══ Dataset extract

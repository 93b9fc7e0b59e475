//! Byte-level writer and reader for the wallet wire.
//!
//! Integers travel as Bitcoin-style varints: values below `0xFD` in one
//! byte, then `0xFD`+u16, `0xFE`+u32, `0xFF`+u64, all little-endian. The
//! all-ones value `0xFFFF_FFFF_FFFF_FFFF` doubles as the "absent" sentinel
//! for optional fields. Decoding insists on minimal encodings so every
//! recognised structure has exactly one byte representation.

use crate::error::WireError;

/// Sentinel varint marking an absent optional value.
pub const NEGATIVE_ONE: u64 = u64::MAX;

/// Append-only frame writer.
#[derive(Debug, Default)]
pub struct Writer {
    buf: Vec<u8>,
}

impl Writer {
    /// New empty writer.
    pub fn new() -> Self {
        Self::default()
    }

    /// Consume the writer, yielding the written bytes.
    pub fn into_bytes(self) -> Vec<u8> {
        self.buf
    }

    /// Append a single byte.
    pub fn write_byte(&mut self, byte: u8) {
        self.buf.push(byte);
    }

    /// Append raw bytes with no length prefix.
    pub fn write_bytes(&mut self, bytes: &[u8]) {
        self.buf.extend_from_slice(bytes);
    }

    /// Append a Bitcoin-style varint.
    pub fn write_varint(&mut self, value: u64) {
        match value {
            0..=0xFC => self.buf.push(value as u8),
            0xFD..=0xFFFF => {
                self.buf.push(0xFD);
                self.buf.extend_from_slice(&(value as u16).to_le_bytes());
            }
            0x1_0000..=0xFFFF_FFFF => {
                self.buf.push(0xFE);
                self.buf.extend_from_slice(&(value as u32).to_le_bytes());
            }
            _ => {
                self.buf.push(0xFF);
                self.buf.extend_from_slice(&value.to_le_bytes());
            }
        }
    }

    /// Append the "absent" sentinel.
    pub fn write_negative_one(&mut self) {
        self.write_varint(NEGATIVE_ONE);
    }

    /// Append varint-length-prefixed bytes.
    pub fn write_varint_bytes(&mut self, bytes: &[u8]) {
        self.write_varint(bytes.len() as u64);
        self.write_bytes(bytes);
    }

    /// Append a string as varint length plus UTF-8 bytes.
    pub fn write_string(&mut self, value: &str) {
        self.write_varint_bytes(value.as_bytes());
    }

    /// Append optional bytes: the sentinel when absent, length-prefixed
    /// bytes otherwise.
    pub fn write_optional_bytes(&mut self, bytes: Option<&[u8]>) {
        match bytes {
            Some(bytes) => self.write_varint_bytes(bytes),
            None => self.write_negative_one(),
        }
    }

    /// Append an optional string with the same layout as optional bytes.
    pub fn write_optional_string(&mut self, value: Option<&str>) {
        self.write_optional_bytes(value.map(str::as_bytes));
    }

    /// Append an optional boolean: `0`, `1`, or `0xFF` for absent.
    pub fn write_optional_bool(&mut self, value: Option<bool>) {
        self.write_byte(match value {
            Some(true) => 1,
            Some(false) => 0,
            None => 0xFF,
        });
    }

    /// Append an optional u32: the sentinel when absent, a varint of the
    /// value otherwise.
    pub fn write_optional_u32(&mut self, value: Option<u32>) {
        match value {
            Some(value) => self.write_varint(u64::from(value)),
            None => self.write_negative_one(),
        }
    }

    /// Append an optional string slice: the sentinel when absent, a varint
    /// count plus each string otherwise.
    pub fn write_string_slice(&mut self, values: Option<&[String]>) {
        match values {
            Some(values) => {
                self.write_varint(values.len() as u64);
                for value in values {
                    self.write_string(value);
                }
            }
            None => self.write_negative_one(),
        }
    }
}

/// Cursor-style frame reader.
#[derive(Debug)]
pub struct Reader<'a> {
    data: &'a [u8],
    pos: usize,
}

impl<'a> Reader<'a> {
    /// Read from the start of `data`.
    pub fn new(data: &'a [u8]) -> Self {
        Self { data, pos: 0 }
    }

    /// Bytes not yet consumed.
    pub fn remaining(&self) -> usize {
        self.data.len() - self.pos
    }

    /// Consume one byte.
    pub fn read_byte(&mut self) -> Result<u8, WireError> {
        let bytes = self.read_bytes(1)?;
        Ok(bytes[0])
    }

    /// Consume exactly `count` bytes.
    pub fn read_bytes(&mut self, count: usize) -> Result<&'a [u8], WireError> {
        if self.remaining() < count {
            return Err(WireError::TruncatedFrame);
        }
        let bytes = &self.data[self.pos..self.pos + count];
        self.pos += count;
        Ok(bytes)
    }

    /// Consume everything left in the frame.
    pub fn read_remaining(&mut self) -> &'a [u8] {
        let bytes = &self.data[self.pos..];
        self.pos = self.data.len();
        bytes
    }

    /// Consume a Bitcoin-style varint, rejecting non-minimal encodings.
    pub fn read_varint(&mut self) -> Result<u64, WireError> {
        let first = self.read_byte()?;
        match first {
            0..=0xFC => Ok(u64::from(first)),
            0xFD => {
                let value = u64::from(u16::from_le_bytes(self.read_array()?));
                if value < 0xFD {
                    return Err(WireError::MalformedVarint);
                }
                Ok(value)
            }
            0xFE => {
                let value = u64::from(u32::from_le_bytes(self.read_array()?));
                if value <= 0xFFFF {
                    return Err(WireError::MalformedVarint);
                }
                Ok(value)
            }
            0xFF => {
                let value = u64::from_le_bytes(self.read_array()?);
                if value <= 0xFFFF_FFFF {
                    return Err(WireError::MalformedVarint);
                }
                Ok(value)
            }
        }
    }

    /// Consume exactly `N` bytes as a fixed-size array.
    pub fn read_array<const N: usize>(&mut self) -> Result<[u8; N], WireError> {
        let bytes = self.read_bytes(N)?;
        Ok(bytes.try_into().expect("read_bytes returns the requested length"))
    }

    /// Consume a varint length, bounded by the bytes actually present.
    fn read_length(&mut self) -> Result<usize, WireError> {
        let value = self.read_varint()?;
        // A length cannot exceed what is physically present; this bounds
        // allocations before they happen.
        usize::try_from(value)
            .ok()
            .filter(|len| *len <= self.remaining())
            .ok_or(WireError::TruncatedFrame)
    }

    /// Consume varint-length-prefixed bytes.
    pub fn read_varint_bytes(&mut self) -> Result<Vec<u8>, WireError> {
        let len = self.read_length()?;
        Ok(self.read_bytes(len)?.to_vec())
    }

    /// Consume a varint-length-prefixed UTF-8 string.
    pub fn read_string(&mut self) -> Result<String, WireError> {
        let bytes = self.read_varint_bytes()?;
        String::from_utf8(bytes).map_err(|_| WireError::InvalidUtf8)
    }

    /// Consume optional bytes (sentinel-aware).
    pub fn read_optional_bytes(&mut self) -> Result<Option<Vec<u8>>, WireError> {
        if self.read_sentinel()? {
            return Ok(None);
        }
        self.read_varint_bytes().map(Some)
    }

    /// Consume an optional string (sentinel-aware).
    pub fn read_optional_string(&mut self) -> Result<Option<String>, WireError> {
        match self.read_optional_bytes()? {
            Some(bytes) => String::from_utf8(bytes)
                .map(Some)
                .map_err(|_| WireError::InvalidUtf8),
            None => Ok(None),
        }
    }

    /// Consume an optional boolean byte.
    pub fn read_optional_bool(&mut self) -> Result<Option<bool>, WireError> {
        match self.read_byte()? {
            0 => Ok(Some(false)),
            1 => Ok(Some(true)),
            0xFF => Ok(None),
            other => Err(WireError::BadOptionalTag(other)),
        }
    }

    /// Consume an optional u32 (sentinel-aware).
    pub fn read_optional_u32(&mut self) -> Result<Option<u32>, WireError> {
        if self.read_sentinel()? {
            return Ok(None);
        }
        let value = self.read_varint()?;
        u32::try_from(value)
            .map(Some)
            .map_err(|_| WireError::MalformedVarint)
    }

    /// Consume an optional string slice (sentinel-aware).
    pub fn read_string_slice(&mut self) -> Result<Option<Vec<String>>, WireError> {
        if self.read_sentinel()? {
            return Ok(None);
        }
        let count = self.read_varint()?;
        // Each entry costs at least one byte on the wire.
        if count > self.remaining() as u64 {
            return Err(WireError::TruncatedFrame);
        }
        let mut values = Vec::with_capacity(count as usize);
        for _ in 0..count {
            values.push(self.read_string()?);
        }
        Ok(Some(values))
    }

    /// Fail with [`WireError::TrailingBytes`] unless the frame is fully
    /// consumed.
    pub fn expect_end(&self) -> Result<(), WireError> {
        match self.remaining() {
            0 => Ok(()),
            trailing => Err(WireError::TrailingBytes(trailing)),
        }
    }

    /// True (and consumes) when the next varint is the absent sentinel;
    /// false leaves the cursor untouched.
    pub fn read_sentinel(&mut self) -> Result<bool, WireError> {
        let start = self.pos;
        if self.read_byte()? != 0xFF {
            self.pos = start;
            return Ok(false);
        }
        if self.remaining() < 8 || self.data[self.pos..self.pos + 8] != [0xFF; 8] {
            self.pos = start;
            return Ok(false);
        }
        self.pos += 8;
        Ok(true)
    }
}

════
══ Dataset extract

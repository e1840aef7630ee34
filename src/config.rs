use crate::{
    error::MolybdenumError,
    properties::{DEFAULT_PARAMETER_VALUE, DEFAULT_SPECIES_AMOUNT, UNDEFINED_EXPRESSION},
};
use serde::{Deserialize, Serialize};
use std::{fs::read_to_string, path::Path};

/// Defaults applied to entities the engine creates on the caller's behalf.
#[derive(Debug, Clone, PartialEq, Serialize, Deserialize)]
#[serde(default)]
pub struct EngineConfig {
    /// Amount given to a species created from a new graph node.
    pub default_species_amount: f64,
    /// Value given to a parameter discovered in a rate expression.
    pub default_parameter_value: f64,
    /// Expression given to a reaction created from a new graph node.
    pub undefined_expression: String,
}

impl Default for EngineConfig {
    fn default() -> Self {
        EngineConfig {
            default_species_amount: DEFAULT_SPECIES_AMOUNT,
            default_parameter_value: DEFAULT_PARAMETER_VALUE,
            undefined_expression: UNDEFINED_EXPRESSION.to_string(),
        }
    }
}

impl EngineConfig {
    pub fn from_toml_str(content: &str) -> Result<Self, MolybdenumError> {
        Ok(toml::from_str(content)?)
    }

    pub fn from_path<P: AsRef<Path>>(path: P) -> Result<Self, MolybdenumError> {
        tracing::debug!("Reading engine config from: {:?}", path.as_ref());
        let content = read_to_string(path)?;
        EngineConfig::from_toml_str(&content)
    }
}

════

Lines with the word "count" in them are the answer; report each one from the data.

    /// count plus each string otherwise.
    /// Consume exactly `count` bytes.
    pub fn read_bytes(&mut self, count: usize) -> Result<&'a [u8], WireError> {
        if self.remaining() < count {
        let bytes = &self.data[self.pos..self.pos + count];
        self.pos += count;
        let count = self.read_varint()?;
        if count > self.remaining() as u64 {
        let mut values = Vec::with_capacity(count as usize);
        for _ in 0..count {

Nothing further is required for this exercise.